Every entry should be transcribed word for word, so that nothing is missing.
=== Information ===
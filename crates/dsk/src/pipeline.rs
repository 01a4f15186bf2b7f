//! 🚰 The pipeline: one chunk in, one report out.
//!
//! 🧠 Knowledge graph:
//! - [`DocumentSink::configure`] runs once. It validates the sink config, compiles the key
//!   rules and route settings, and asks the [`ChunkSizeAdvisor`] how big chunks may get.
//!   When `legacy_store_size_limit` is unset the store's version decides.
//! - [`DocumentSink::write_chunk`] runs per chunk: collect → resolve → insert.
//!   Decoding happens first and completely, so a torn chunk never half-lands.
//! - Many flush workers share one sink through an `Arc`. The destination cache inside the
//!   resolver is the only thing they contend on.

use std::sync::Arc;

use tracing::{debug, info};

use crate::app_config::SinkConfig;
use crate::backends::DocumentStore;
use crate::chunk_limit::{ChunkLimit, ChunkSizeAdvisor};
use crate::collector::{CollectorSettings, RecordCollector};
use crate::common::{BufferedChunk, Record};
use crate::coordinator::{InsertCoordinator, InsertReport, QuarantinePolicy};
use crate::error::Result;
use crate::resolver::{CollectionResolver, DestinationCache, RouteSettings};
use crate::sanitizer::KeySanitizer;

/// 🧾 What became of one chunk.
#[derive(Debug, Clone, PartialEq)]
pub struct ChunkReport {
    pub tag: String,
    pub collection: String,
    pub inserted: usize,
    pub quarantined: Vec<Record>,
    pub dropped: usize,
}

impl ChunkReport {
    pub fn records(&self) -> usize {
        self.inserted + self.quarantined.len() + self.dropped
    }
}

/// 🚰 The configured sink: a collector, a resolver and a coordinator sharing one store.
#[derive(Debug)]
pub struct DocumentSink<S> {
    store: Arc<S>,
    collector: RecordCollector,
    resolver: CollectionResolver<S>,
    coordinator: InsertCoordinator<S>,
    tag_mapped: bool,
    fixed_collection: String,
    chunk_limit: ChunkLimit,
}

impl<S: DocumentStore> DocumentSink<S> {
    /// 🏗️ Build a sink over `store`. `configured_chunk_limit` is whatever the buffering
    /// layer was told; the returned sink knows the effective one.
    pub async fn configure(
        config: &SinkConfig,
        configured_chunk_limit: usize,
        store: Arc<S>,
        cache: Arc<DestinationCache>,
    ) -> Result<Self> {
        config.validate()?;
        let sanitizer = KeySanitizer::from_replacements(
            config.replace_dot_in_key_with.as_deref(),
            config.replace_dollar_in_key_with.as_deref(),
        )?;
        let routes = RouteSettings::from_config(config)?;

        let legacy = match config.legacy_store_size_limit {
            Some(legacy) => legacy,
            None => {
                let version = store.server_version().await?;
                let legacy = ChunkSizeAdvisor::is_legacy_version(&version);
                debug!(version = %version, legacy, "🔢 probed store version");
                legacy
            }
        };
        let chunk_limit = ChunkSizeAdvisor::clamp(configured_chunk_limit, legacy);
        info!(
            database = %config.database,
            effective_chunk_limit = chunk_limit.effective_bytes,
            "🚀 document sink configured"
        );

        Ok(Self {
            collector: RecordCollector::new(CollectorSettings::from(config)),
            resolver: CollectionResolver::new(Arc::clone(&store), routes, cache),
            coordinator: InsertCoordinator::new(
                Arc::clone(&store),
                sanitizer,
                QuarantinePolicy::from_config(config),
            ),
            tag_mapped: config.tag_mapped,
            fixed_collection: config.collection.clone(),
            chunk_limit,
            store,
        })
    }

    pub fn chunk_limit(&self) -> ChunkLimit {
        self.chunk_limit
    }

    pub fn resolver(&self) -> &CollectionResolver<S> {
        &self.resolver
    }

    /// 🧭 The route key for a chunk: its tag when tag-mapped, the fixed collection otherwise.
    pub fn route_key<'a>(&'a self, chunk: &'a BufferedChunk) -> &'a str {
        if self.tag_mapped {
            &chunk.tag
        } else {
            &self.fixed_collection
        }
    }

    /// 🎯 Decode, resolve, insert. Any `Err` means the whole chunk should be retried upstream.
    pub async fn write_chunk(&self, chunk: &BufferedChunk) -> Result<ChunkReport> {
        let records = self
            .collector
            .records(chunk)
            .collect::<Result<Vec<Record>>>()?;
        let destination = self.resolver.resolve(self.route_key(chunk)).await?;
        let InsertReport {
            inserted,
            quarantined,
            dropped,
        } = self.coordinator.insert(&destination, records).await?;
        debug!(
            tag = %chunk.tag,
            collection = %destination.name,
            inserted,
            quarantined = quarantined.len(),
            dropped,
            "📬 chunk written"
        );
        Ok(ChunkReport {
            tag: chunk.tag.clone(),
            collection: destination.name.clone(),
            inserted,
            quarantined,
            dropped,
        })
    }

    /// 🗑️ Let the store go.
    pub async fn close(&self) -> Result<()> {
        self.store.close().await?;
        Ok(())
    }
}
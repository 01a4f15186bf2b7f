//! 🧵 Workers: the ones who actually do the flushing while the Supervisor takes the credit.

use anyhow::Result;
use tokio::task::JoinHandle;

mod flush_worker;
pub(super) use flush_worker::FlushWorker;

use crate::report::FlushSummary;

/// 🏗️ A background worker, that does work. duh.
pub(super) trait Worker {
    /// 🚀 Spawn it. The handle resolves to the worker's own notes on how things went.
    fn start(self) -> JoinHandle<Result<FlushSummary>>;
}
===
→ **Exercise answer**
filename crates/dsk/src/pipeline.rs
repository 01a4f15186bf2b7f
//! 🚰 The pipeline: one chunk in, one report out.
//!
//! 🧠 Knowledge graph:
//! - [`DocumentSink::configure`] runs once. It validates the sink config, compiles the key
//!   rules and route settings, and asks the [`ChunkSizeAdvisor`] how big chunks may get.
//!   When `legacy_store_size_limit` is unset the store's version decides.
//! - [`DocumentSink::write_chunk`] runs per chunk: collect → resolve → insert.
//!   Decoding happens first and completely, so a torn chunk never half-lands.
//! - Many flush workers share one sink through an `Arc`. The destination cache inside the
//!   resolver is the only thing they contend on.

use std::sync::Arc;

use tracing::{debug, info};

use crate::app_config::SinkConfig;
use crate::backends::DocumentStore;
use crate::chunk_limit::{ChunkLimit, ChunkSizeAdvisor};
use crate::collector::{CollectorSettings, RecordCollector};
use crate::common::{BufferedChunk, Record};
use crate::coordinator::{InsertCoordinator, InsertReport, QuarantinePolicy};
use crate::error::Result;
use crate::resolver::{CollectionResolver, DestinationCache, RouteSettings};
use crate::sanitizer::KeySanitizer;

/// 🧾 What became of one chunk.
#[derive(Debug, Clone, PartialEq)]
pub struct ChunkReport {
    pub tag: String,
    pub collection: String,
    pub inserted: usize,
    pub quarantined: Vec<Record>,
    pub dropped: usize,
}

impl ChunkReport {
    pub fn records(&self) -> usize {
        self.inserted + self.quarantined.len() + self.dropped
    }
}

/// 🚰 The configured sink: a collector, a resolver and a coordinator sharing one store.
#[derive(Debug)]
pub struct DocumentSink<S> {
    store: Arc<S>,
    collector: RecordCollector,
    resolver: CollectionResolver<S>,
    coordinator: InsertCoordinator<S>,
    tag_mapped: bool,
    fixed_collection: String,
    chunk_limit: ChunkLimit,
}

impl<S: DocumentStore> DocumentSink<S> {
    /// 🏗️ Build a sink over `store`. `configured_chunk_limit` is whatever the buffering
    /// layer was told; the returned sink knows the effective one.
    pub async fn configure(
        config: &SinkConfig,
        configured_chunk_limit: usize,
        store: Arc<S>,
        cache: Arc<DestinationCache>,
    ) -> Result<Self> {
        config.validate()?;
        let sanitizer = KeySanitizer::from_replacements(
            config.replace_dot_in_key_with.as_deref(),
            config.replace_dollar_in_key_with.as_deref(),
        )?;
        let routes = RouteSettings::from_config(config)?;

        let legacy = match config.legacy_store_size_limit {
            Some(legacy) => legacy,
            None => {
                let version = store.server_version().await?;
                let legacy = ChunkSizeAdvisor::is_legacy_version(&version);
                debug!(version = %version, legacy, "🔢 probed store version");
                legacy
            }
        };
        let chunk_limit = ChunkSizeAdvisor::clamp(configured_chunk_limit, legacy);
        info!(
            database = %config.database,
            effective_chunk_limit = chunk_limit.effective_bytes,
            "🚀 document sink configured"
        );

        Ok(Self {
            collector: RecordCollector::new(CollectorSettings::from(config)),
            resolver: CollectionResolver::new(Arc::clone(&store), routes, cache),
            coordinator: InsertCoordinator::new(
                Arc::clone(&store),
                sanitizer,
                QuarantinePolicy::from_config(config),
            ),
            tag_mapped: config.tag_mapped,
            fixed_collection: config.collection.clone(),
            chunk_limit,
            store,
        })
    }

    pub fn chunk_limit(&self) -> ChunkLimit {
        self.chunk_limit
    }

    pub fn resolver(&self) -> &CollectionResolver<S> {
        &self.resolver
    }

    /// 🧭 The route key for a chunk: its tag when tag-mapped, the fixed collection otherwise.
    pub fn route_key<'a>(&'a self, chunk: &'a BufferedChunk) -> &'a str {
        if self.tag_mapped {
            &chunk.tag
        } else {
            &self.fixed_collection
        }
    }

    /// 🎯 Decode, resolve, insert. Any `Err` means the whole chunk should be retried upstream.
    pub async fn write_chunk(&self, chunk: &BufferedChunk) -> Result<ChunkReport> {
        let records = self
            .collector
            .records(chunk)
            .collect::<Result<Vec<Record>>>()?;
        let destination = self.resolver.resolve(self.route_key(chunk)).await?;
        let InsertReport {
            inserted,
            quarantined,
            dropped,
        } = self.coordinator.insert(&destination, records).await?;
        debug!(
            tag = %chunk.tag,
            collection = %destination.name,
            inserted,
            quarantined = quarantined.len(),
            dropped,
            "📬 chunk written"
        );
        Ok(ChunkReport {
            tag: chunk.tag.clone(),
            collection: destination.name.clone(),
            inserted,
            quarantined,
            dropped,
        })
    }

    /// 🗑️ Let the store go.
    pub async fn close(&self) -> Result<()> {
        self.store.close().await?;
        Ok(())
    }
}
repository 01a4f15186bf2b7f
//! 🧵 Workers: the ones who actually do the flushing while the Supervisor takes the credit.

use anyhow::Result;
use tokio::task::JoinHandle;

mod flush_worker;
pub(super) use flush_worker::FlushWorker;

use crate::report::FlushSummary;

/// 🏗️ A background worker, that does work. duh.
pub(super) trait Worker {
    /// 🚀 Spawn it. The handle resolves to the worker's own notes on how things went.
    fn start(self) -> JoinHandle<Result<FlushSummary>>;
}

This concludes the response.